» ABOUT THIS EXERCISE:
Nothing but the lines holding the string "DateTime" should appear in the answer. Copy them from the entries.

» WORKING DATA:
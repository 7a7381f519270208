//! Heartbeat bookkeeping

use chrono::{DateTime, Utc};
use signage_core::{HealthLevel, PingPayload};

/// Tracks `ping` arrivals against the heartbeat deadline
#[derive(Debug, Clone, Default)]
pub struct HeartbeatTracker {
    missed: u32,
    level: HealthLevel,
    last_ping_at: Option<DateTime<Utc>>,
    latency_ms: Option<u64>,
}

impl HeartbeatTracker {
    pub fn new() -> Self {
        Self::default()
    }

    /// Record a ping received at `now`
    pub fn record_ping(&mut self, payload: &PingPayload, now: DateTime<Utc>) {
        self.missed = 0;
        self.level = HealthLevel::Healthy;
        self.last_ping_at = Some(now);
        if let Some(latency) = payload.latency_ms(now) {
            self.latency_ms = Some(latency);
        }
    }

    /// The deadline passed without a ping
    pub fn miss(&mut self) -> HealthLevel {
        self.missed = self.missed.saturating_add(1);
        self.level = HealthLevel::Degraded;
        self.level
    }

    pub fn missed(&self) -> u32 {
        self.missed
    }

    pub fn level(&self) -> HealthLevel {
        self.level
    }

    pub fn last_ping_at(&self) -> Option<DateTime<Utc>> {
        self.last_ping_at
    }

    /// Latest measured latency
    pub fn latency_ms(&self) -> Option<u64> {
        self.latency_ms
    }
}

» EXERCISE SOLUTION:
use chrono::{DateTime, Utc};
    last_ping_at: Option<DateTime<Utc>>,
    pub fn record_ping(&mut self, payload: &PingPayload, now: DateTime<Utc>) {
    pub fn last_ping_at(&self) -> Option<DateTime<Utc>> {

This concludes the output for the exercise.